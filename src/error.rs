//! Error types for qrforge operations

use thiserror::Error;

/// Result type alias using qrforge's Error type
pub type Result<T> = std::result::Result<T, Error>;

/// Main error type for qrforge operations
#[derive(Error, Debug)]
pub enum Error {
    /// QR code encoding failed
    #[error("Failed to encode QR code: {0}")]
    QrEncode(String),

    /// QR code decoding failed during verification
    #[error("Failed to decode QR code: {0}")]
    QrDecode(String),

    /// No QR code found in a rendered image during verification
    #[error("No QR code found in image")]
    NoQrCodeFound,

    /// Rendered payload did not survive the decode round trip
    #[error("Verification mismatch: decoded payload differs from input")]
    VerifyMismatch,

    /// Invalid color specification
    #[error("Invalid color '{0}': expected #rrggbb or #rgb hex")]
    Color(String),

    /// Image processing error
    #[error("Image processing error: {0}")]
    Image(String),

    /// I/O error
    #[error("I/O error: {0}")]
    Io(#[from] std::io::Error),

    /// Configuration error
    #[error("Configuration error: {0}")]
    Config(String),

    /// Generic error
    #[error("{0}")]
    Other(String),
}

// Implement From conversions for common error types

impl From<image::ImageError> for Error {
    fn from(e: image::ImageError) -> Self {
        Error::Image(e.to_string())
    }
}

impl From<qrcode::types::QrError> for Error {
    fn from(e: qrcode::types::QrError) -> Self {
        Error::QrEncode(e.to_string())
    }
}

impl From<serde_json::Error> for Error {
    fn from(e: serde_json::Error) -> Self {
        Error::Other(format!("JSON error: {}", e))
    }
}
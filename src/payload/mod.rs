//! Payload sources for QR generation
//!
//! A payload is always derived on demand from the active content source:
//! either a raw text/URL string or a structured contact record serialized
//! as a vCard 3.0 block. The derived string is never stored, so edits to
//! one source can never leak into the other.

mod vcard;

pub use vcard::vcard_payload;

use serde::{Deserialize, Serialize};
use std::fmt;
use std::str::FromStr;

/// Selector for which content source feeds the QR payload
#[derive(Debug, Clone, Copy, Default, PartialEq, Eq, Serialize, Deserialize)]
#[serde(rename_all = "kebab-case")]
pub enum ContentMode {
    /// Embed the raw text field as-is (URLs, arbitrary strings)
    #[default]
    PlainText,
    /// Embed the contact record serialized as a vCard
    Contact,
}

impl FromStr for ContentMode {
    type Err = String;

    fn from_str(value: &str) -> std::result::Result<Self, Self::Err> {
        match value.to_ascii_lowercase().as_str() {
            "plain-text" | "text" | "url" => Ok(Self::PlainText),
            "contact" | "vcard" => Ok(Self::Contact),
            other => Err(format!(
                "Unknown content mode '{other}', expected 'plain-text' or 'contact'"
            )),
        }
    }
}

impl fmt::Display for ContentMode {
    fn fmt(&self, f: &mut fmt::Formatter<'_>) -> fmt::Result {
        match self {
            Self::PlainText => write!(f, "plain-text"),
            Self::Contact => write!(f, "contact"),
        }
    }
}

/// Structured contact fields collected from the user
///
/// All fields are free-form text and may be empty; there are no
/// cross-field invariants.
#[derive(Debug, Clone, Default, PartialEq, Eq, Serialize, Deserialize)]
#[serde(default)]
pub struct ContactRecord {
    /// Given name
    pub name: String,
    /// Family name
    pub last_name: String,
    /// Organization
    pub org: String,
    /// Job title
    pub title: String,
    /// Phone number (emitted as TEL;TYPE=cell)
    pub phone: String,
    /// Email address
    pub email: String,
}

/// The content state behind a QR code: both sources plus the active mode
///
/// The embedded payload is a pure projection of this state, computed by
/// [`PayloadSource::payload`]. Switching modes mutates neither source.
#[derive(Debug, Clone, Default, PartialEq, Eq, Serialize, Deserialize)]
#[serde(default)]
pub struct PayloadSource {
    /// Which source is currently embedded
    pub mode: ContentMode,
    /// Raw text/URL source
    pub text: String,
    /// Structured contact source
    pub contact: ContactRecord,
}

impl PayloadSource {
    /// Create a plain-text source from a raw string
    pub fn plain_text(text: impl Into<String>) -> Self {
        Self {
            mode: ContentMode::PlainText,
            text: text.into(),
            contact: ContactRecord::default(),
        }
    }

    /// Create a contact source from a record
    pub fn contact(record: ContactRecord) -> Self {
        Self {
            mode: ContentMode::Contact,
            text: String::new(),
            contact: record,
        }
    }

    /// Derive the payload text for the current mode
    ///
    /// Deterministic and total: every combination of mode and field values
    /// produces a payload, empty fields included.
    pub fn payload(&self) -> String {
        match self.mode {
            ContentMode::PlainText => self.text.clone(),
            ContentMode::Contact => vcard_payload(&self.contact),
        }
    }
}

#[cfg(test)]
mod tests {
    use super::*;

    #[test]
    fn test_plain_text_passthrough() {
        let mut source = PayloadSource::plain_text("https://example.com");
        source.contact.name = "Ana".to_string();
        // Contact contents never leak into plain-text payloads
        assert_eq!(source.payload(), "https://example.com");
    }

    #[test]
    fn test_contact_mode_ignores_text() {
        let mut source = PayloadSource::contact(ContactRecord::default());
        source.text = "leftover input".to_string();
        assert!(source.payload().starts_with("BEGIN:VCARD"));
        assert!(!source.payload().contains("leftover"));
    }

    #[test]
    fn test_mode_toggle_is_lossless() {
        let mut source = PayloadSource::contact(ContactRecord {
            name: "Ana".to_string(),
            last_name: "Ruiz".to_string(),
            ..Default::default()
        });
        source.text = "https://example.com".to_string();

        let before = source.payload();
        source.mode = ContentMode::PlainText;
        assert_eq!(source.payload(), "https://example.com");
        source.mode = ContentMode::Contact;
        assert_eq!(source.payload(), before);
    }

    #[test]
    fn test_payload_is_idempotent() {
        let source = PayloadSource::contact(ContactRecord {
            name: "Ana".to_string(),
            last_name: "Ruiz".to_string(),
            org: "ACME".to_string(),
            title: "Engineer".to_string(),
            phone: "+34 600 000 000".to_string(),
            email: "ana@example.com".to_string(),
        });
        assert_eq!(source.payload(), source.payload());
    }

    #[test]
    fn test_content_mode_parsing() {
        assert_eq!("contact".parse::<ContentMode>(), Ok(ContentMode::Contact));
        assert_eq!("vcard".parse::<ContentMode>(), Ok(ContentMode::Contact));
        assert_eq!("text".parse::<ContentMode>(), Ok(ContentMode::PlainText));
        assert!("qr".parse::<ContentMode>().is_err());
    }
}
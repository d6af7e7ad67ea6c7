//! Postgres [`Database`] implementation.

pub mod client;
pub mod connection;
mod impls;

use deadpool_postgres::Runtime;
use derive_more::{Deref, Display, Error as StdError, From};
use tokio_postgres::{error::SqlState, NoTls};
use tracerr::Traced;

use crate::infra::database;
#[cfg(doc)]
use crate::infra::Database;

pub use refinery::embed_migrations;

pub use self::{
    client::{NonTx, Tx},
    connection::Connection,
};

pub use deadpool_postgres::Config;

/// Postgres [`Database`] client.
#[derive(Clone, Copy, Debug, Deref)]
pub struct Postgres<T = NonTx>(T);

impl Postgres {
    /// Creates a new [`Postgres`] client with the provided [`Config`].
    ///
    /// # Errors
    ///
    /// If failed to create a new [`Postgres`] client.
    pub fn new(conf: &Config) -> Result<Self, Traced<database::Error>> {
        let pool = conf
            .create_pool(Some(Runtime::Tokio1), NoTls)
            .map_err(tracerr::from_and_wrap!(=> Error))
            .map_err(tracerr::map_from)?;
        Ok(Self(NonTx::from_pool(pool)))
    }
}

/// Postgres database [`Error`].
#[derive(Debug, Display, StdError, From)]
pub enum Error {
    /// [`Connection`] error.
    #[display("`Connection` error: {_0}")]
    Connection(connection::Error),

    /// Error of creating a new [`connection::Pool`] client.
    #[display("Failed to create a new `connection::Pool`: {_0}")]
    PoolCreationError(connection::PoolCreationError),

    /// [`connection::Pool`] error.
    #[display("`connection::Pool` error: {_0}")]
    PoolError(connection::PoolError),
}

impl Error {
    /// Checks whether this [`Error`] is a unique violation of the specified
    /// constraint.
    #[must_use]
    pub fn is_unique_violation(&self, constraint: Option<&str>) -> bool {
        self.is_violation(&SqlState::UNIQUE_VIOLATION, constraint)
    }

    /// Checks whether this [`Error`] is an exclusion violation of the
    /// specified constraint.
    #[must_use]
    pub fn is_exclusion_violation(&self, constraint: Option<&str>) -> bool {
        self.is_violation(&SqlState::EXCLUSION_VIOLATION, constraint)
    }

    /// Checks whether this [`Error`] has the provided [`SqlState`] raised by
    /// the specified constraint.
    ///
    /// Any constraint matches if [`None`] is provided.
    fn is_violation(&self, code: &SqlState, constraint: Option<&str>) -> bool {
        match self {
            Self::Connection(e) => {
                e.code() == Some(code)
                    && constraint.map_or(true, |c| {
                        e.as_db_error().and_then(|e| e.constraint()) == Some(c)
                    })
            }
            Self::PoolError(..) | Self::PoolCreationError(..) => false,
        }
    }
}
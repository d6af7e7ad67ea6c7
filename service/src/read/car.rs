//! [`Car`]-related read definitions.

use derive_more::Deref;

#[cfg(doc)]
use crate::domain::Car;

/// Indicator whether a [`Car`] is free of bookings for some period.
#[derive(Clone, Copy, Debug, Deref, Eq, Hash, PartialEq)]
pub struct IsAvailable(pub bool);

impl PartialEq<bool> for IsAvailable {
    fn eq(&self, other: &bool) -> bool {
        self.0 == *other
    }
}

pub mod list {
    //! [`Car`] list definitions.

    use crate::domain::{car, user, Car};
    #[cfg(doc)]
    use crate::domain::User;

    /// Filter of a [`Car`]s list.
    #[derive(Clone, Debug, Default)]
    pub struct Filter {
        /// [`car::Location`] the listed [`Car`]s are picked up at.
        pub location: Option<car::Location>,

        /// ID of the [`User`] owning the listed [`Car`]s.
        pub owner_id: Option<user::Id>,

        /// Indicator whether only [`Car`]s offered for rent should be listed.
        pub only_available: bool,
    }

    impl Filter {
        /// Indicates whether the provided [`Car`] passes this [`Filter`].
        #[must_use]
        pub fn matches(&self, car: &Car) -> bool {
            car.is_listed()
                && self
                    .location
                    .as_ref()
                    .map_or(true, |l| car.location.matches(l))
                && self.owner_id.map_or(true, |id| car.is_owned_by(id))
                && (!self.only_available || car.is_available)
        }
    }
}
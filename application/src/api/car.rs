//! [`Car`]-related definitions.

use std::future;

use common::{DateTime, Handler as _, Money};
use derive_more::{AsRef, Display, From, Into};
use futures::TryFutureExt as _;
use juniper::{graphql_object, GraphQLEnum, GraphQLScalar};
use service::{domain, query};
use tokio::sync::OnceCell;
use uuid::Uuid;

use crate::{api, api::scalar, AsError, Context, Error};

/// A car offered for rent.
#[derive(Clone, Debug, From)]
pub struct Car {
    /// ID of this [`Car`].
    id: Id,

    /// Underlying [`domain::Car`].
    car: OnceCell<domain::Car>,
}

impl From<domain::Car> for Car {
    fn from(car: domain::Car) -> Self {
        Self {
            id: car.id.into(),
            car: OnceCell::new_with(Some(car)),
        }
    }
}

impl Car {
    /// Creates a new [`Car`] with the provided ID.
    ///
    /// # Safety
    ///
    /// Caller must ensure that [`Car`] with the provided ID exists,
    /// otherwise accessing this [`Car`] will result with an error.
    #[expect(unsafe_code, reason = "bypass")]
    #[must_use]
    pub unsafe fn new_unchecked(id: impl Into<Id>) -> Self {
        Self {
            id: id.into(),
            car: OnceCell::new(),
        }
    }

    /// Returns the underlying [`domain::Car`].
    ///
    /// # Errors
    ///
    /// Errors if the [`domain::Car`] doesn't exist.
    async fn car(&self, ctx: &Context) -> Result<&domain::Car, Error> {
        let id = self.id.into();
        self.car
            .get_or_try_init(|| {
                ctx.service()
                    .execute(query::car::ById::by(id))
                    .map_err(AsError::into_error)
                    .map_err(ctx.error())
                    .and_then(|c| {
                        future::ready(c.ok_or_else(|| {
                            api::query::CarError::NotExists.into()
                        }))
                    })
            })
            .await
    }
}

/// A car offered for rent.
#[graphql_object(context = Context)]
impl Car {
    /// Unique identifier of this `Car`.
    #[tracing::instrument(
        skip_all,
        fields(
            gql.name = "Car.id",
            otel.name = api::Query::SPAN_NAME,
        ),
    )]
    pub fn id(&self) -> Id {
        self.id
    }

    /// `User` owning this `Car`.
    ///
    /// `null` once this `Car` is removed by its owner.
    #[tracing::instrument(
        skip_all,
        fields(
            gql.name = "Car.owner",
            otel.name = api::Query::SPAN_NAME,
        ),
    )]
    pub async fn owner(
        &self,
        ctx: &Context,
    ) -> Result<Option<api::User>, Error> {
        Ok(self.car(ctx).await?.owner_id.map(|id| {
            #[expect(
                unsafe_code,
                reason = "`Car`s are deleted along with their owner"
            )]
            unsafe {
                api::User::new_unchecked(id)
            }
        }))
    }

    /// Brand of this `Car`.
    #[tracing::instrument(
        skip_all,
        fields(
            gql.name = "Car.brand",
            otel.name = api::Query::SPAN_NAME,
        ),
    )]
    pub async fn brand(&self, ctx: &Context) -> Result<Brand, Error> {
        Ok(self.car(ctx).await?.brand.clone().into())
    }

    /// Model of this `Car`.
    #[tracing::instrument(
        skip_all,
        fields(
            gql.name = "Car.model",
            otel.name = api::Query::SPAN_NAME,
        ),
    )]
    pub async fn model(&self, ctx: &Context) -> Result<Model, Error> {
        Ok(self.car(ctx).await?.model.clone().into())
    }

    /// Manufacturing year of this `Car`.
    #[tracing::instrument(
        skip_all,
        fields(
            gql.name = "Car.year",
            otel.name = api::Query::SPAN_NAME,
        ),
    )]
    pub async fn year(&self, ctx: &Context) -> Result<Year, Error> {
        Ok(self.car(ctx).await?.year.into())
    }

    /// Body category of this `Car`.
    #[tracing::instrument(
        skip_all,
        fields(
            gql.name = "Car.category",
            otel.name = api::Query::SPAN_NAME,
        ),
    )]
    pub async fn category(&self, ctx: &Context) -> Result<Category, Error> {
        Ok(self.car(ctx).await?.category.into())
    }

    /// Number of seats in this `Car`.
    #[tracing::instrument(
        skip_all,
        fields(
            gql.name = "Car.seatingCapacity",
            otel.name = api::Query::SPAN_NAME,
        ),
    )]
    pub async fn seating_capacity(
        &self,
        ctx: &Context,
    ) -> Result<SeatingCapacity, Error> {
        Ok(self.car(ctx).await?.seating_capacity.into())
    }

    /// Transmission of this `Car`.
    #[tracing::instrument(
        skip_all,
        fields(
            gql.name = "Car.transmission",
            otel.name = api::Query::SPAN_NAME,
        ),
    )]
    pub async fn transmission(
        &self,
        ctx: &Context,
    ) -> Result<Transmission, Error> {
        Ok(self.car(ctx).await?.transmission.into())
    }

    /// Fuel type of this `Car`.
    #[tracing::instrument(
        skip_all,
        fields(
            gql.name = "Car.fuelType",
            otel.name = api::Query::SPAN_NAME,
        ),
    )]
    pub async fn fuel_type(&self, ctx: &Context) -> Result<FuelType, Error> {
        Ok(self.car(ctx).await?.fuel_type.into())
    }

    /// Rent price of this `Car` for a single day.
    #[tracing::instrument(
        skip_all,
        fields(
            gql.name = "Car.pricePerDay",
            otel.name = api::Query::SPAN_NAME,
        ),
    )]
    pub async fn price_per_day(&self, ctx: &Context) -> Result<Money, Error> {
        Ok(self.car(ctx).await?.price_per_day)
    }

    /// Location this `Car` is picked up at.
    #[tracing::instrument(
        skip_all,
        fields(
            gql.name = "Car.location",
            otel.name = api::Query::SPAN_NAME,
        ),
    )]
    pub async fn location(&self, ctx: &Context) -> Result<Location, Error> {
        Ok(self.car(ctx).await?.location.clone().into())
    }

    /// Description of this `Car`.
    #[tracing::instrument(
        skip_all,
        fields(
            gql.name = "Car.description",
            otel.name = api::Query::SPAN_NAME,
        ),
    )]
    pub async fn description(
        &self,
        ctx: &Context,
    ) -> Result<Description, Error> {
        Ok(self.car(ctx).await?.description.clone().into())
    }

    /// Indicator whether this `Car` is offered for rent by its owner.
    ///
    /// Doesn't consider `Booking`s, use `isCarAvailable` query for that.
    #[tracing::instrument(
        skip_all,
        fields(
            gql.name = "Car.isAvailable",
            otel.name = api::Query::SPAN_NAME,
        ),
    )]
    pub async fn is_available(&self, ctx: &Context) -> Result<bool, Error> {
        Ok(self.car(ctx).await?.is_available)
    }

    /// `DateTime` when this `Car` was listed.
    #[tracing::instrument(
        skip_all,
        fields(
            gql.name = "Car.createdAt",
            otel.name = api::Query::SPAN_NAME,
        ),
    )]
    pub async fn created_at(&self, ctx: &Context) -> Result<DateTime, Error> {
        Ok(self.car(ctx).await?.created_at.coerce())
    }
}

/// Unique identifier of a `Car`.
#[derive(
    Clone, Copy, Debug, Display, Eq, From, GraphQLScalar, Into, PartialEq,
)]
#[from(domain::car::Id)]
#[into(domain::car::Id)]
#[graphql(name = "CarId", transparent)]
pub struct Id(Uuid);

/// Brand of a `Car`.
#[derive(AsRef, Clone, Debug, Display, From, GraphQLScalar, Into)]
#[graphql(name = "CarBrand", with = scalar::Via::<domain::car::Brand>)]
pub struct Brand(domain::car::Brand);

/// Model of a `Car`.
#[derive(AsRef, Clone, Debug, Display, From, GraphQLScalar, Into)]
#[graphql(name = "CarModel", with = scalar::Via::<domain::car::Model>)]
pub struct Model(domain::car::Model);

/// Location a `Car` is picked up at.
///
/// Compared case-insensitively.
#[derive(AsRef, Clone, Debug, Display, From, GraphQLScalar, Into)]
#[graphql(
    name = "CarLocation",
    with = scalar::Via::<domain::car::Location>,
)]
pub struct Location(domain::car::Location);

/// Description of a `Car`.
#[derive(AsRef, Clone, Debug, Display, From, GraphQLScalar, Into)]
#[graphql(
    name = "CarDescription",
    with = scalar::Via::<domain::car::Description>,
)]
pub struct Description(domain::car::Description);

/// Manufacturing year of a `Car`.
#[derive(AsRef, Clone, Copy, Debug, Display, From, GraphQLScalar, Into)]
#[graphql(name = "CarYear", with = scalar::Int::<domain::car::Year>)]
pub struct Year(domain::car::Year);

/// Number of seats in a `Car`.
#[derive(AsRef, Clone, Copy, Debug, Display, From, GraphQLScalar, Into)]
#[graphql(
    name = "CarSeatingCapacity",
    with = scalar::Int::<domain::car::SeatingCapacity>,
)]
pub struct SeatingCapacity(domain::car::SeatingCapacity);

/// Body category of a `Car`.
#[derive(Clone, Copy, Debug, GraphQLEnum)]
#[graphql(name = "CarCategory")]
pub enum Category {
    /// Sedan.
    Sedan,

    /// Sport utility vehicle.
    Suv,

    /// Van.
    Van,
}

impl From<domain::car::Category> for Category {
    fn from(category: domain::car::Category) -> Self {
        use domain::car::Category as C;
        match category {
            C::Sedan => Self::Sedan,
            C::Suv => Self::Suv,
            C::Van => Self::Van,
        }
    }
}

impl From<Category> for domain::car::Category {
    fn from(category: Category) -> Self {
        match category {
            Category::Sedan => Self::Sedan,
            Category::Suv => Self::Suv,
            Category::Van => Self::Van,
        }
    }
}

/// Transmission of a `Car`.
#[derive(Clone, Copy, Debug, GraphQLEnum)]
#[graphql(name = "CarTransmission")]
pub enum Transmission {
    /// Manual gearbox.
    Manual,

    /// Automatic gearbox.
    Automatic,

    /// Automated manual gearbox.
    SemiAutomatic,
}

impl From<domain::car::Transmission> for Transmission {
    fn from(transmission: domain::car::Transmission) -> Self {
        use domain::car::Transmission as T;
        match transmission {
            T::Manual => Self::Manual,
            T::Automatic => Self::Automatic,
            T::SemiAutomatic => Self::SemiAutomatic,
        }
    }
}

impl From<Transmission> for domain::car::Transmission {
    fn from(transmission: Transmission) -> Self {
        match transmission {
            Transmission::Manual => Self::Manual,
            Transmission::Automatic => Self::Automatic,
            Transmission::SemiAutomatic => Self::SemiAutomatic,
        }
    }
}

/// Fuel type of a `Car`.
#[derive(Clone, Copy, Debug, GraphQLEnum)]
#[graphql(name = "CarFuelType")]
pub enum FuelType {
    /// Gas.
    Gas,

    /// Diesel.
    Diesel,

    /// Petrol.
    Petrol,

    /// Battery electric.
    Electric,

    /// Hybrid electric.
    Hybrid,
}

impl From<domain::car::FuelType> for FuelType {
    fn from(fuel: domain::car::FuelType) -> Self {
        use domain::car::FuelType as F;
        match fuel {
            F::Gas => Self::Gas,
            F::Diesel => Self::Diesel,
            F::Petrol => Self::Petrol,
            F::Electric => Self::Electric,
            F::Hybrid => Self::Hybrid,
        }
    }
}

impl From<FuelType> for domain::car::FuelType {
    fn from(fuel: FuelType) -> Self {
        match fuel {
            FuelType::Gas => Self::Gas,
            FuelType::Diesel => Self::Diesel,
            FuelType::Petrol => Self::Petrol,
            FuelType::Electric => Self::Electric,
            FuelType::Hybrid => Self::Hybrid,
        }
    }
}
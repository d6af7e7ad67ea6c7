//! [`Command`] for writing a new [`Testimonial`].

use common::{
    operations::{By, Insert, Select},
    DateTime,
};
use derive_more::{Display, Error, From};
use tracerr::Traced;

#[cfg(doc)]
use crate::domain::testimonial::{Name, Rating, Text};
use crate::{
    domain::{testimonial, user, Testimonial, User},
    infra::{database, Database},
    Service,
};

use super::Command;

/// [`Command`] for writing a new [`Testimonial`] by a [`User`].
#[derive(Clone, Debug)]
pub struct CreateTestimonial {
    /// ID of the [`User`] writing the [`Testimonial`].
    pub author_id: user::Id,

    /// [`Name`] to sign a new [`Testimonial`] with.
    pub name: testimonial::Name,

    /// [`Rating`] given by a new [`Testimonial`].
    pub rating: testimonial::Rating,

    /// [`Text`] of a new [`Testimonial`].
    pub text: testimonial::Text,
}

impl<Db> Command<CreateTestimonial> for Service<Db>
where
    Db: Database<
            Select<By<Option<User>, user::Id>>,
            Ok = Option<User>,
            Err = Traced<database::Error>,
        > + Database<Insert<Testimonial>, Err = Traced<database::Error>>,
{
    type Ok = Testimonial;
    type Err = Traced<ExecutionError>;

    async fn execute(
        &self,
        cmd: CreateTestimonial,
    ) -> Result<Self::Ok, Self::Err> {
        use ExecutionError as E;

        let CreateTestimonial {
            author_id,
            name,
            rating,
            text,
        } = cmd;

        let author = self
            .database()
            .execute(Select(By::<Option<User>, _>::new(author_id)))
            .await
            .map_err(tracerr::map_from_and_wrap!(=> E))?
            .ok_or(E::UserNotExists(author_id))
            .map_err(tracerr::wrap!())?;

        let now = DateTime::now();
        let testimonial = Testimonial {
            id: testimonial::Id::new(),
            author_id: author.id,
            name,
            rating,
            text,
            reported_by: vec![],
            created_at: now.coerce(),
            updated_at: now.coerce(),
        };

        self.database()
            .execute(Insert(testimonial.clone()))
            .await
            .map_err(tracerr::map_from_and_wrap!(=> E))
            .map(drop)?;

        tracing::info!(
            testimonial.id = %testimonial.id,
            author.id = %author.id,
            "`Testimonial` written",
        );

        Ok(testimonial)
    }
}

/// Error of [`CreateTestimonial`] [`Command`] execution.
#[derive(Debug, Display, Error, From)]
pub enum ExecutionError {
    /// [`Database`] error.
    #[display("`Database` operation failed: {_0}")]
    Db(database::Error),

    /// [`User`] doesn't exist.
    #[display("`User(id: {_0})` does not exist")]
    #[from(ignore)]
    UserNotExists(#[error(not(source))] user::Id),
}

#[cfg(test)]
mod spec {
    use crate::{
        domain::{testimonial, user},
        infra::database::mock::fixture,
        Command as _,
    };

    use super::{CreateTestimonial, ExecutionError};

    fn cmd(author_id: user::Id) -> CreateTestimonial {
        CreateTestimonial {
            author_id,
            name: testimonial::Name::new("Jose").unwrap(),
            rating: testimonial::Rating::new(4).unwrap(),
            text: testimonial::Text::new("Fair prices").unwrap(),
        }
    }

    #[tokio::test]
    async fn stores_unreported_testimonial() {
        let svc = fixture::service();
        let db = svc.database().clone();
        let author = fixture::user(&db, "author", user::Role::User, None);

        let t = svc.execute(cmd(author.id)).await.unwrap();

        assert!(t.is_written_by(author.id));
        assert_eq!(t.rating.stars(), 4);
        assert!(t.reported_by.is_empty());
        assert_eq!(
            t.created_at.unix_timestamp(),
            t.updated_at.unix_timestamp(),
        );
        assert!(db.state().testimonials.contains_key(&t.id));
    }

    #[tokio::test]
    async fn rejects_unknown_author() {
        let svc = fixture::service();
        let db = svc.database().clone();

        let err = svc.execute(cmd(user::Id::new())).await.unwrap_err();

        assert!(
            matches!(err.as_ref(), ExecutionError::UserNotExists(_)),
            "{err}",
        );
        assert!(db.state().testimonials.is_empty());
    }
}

- **What this task involves**:
Transcribe, with no changes, the listing above from its first line through the line with "#[derive(Error, Debug)]", including that line, and stop once it is done.

- **Solution to this task**:
filename src/error.rs
//! Error types for qrforge operations

use thiserror::Error;

/// Result type alias using qrforge's Error type
pub type Result<T> = std::result::Result<T, Error>;

/// Main error type for qrforge operations
#[derive(Error, Debug)]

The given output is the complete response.